Judge Fang knew that Dr. X controlled legions of criminals ranging from spankable delinquents up to international crime lords; that half of the Coastal Republic officials in Shanghai were in his pocket; that within the limited boundaries of the Celestial Kingdom, he was a figure of considerable importance, probably a blue-button Mandarin of the third or fourth rank; that his business connections ran to most of the continents and phyles of the wide world and that he had accumulated tremendous wealth. All of these things paled in comparison with the demonstration of power represented by this scroll. I can pick up a brush at any time, Dr. X was saying, and toss off a work of art that can hang on the wall beside the finest calligraphy of the Ming Dynasty.

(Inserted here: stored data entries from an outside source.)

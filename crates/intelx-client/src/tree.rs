//! File tree reconstruction for container items.
//!
//! The service returns the contents of an archive as a flat, paginated list
//! of entries that point at their parent. [`TreeReconstructor`] pages
//! through the listing and [`build_forest`] folds it into nested branches.

use crate::error::Result;
use crate::transport::{ApiClient, ApiRequest};
use crate::types::empty_as_none;
use intelx_core::FileFormat;
use serde::{Deserialize, Serialize};
use std::collections::{HashMap, HashSet};

/// Endpoint serving tree listings.
const TREE_PATH: &str = "/file/view";

/// Hard stop for listings whose pagination never signals completion.
const MAX_TREE_PAGES: usize = 1000;

/// One entry of a flat tree listing.
#[derive(Debug, Clone, PartialEq, Eq, Serialize, Deserialize)]
pub struct TreeNode {
    /// Item id of the entry
    pub systemid: String,
    /// File or folder name
    #[serde(default)]
    pub name: String,
    /// Id of the containing entry; a reference, not ownership
    #[serde(
        default,
        rename = "parentid",
        alias = "parentId",
        alias = "parent",
        deserialize_with = "empty_as_none"
    )]
    pub parent_id: Option<String>,
    /// Size in bytes
    #[serde(default)]
    pub size: u64,
    /// Whether the entry is a folder
    #[serde(default, rename = "isfolder", alias = "isFolder")]
    pub is_folder: bool,
}

/// A node together with the entries it contains.
#[derive(Debug, Clone, PartialEq, Eq)]
pub struct TreeBranch {
    /// The entry itself
    pub node: TreeNode,
    /// Contained entries, in listing order
    pub children: Vec<TreeBranch>,
}

impl TreeBranch {
    /// Number of entries in this branch, itself included.
    #[must_use]
    pub fn node_count(&self) -> usize {
        let mut count = 0;
        let mut pending = vec![self];
        while let Some(branch) = pending.pop() {
            count += 1;
            pending.extend(&branch.children);
        }
        count
    }

    /// Depth-first walk over every node in the branch, in listing order.
    pub fn walk<'a>(&'a self, visit: &mut impl FnMut(&'a TreeNode, usize)) {
        let mut pending = vec![(self, 0)];
        while let Some((branch, depth)) = pending.pop() {
            visit(&branch.node, depth);
            pending.extend(branch.children.iter().rev().map(|child| (child, depth + 1)));
        }
    }
}

// Listings are remote input and may nest arbitrarily deep.
impl Drop for TreeBranch {
    fn drop(&mut self) {
        let mut pending = std::mem::take(&mut self.children);
        while let Some(mut branch) = pending.pop() {
            pending.append(&mut branch.children);
        }
    }
}

/// Fetches tree listings and assembles them.
#[derive(Clone)]
pub struct TreeReconstructor {
    api: ApiClient,
    page_size: u32,
}

impl TreeReconstructor {
    /// Create a reconstructor requesting `page_size` entries per call.
    #[must_use]
    pub fn new(api: ApiClient, page_size: u32) -> Self {
        Self {
            api,
            page_size: page_size.max(1),
        }
    }

    /// Fetch the whole flat listing for an index file.
    ///
    /// Pages are requested at an offset equal to the entries already held;
    /// an empty or short page ends the listing.
    pub async fn fetch_listing(&self, bucket: &str, indexfile: &str) -> Result<Vec<TreeNode>> {
        let mut nodes: Vec<TreeNode> = Vec::new();
        let mut seen = HashSet::new();

        for page_number in 0..MAX_TREE_PAGES {
            let call = ApiRequest::get(TREE_PATH)
                .param("f", FileFormat::TreeViewJson.code())
                .param("storageid", indexfile)
                .param("bucket", bucket)
                .param("offset", nodes.len())
                .param("limit", self.page_size);

            let page: Option<Vec<TreeNode>> = self.api.json(&call).await?;
            let page = page.unwrap_or_default();
            let received = page.len();

            let before = nodes.len();
            for node in page {
                if seen.insert(node.systemid.clone()) {
                    nodes.push(node);
                }
            }
            let added = nodes.len() - before;

            tracing::debug!(bucket, indexfile, page_number, received, added, "Tree page fetched");

            if received < self.page_size as usize {
                return Ok(nodes);
            }
            if added == 0 {
                tracing::warn!(bucket, indexfile, "Tree listing repeated itself, stopping");
                return Ok(nodes);
            }
        }

        tracing::warn!(
            bucket,
            indexfile,
            entries = nodes.len(),
            "Tree listing exceeded page limit, returning what was fetched"
        );
        Ok(nodes)
    }

    /// Fetch a listing and assemble it into a forest.
    pub async fn fetch(&self, bucket: &str, indexfile: &str) -> Result<Vec<TreeBranch>> {
        let nodes = self.fetch_listing(bucket, indexfile).await?;
        Ok(build_forest(nodes))
    }
}

/// Assemble a flat listing into a forest.
///
/// Nodes whose parent is missing from the listing (or is the node itself)
/// become roots. Later entries repeating a `systemid` are dropped. Parent
/// cycles are broken by promoting the first unvisited node of the cycle.
/// Roots and children keep listing order.
#[must_use]
pub fn build_forest(nodes: Vec<TreeNode>) -> Vec<TreeBranch> {
    let mut unique = Vec::with_capacity(nodes.len());
    let mut index: HashMap<String, usize> = HashMap::with_capacity(nodes.len());
    for node in nodes {
        if !index.contains_key(&node.systemid) {
            index.insert(node.systemid.clone(), unique.len());
            unique.push(node);
        }
    }

    let mut roots = Vec::new();
    let mut children: HashMap<usize, Vec<usize>> = HashMap::new();
    for (position, node) in unique.iter().enumerate() {
        let parent = node
            .parent_id
            .as_deref()
            .filter(|parent| *parent != node.systemid)
            .and_then(|parent| index.get(parent).copied());
        match parent {
            Some(parent) => children.entry(parent).or_default().push(position),
            None => roots.push(position),
        }
    }

    let mut slots: Vec<Option<TreeNode>> = unique.into_iter().map(Some).collect();
    let mut forest: Vec<TreeBranch> = roots
        .into_iter()
        .filter_map(|root| assemble(root, &mut slots, &children))
        .collect();

    // Whatever is left hangs off a parent cycle.
    for position in 0..slots.len() {
        if slots[position].is_some() {
            if let Some(branch) = assemble(position, &mut slots, &children) {
                forest.push(branch);
            }
        }
    }

    forest
}

/// A branch under construction.
struct Frame {
    position: usize,
    node: TreeNode,
    next_child: usize,
    children: Vec<TreeBranch>,
}

/// Build the branch rooted at `position`, depth first with an explicit stack.
/// Nodes already taken by another branch are skipped.
fn assemble(
    position: usize,
    slots: &mut [Option<TreeNode>],
    children: &HashMap<usize, Vec<usize>>,
) -> Option<TreeBranch> {
    let node = slots[position].take()?;
    let mut stack = vec![Frame {
        position,
        node,
        next_child: 0,
        children: Vec::new(),
    }];

    while let Some(top) = stack.last_mut() {
        let kids = children.get(&top.position).map_or(&[][..], Vec::as_slice);
        if let Some(&kid) = kids.get(top.next_child) {
            top.next_child += 1;
            if let Some(node) = slots[kid].take() {
                stack.push(Frame {
                    position: kid,
                    node,
                    next_child: 0,
                    children: Vec::new(),
                });
            }
            continue;
        }

        let frame = stack.pop()?;
        let branch = TreeBranch {
            node: frame.node,
            children: frame.children,
        };
        match stack.last_mut() {
            Some(parent) => parent.children.push(branch),
            None => return Some(branch),
        }
    }
    None
}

By sending the Judge this scroll, Dr. X was laying claim to all of the heritage that Judge Fang most revered. It was like getting a letter from the Master himself. The Doctor was, in effect, pulling rank. And even though Dr. X nominally belonged to a different phyle — the Celestial Kingdom — and, here in the Coastal Republic, was nothing more than a criminal, Judge Fang could not disregard this message from him, written in this way, without abjuring everything he most respected — those principles on which he had rebuilt his own life after his career as a hoodlum in Lower Manhattan had brought him to a dead end. It was like a summons sent down through the ages from his own ancestors.

He spent a few minutes further admiring the calligraphy. Then he rolled the scroll up with great care, locked it in a drawer, and returned to the interrogation room.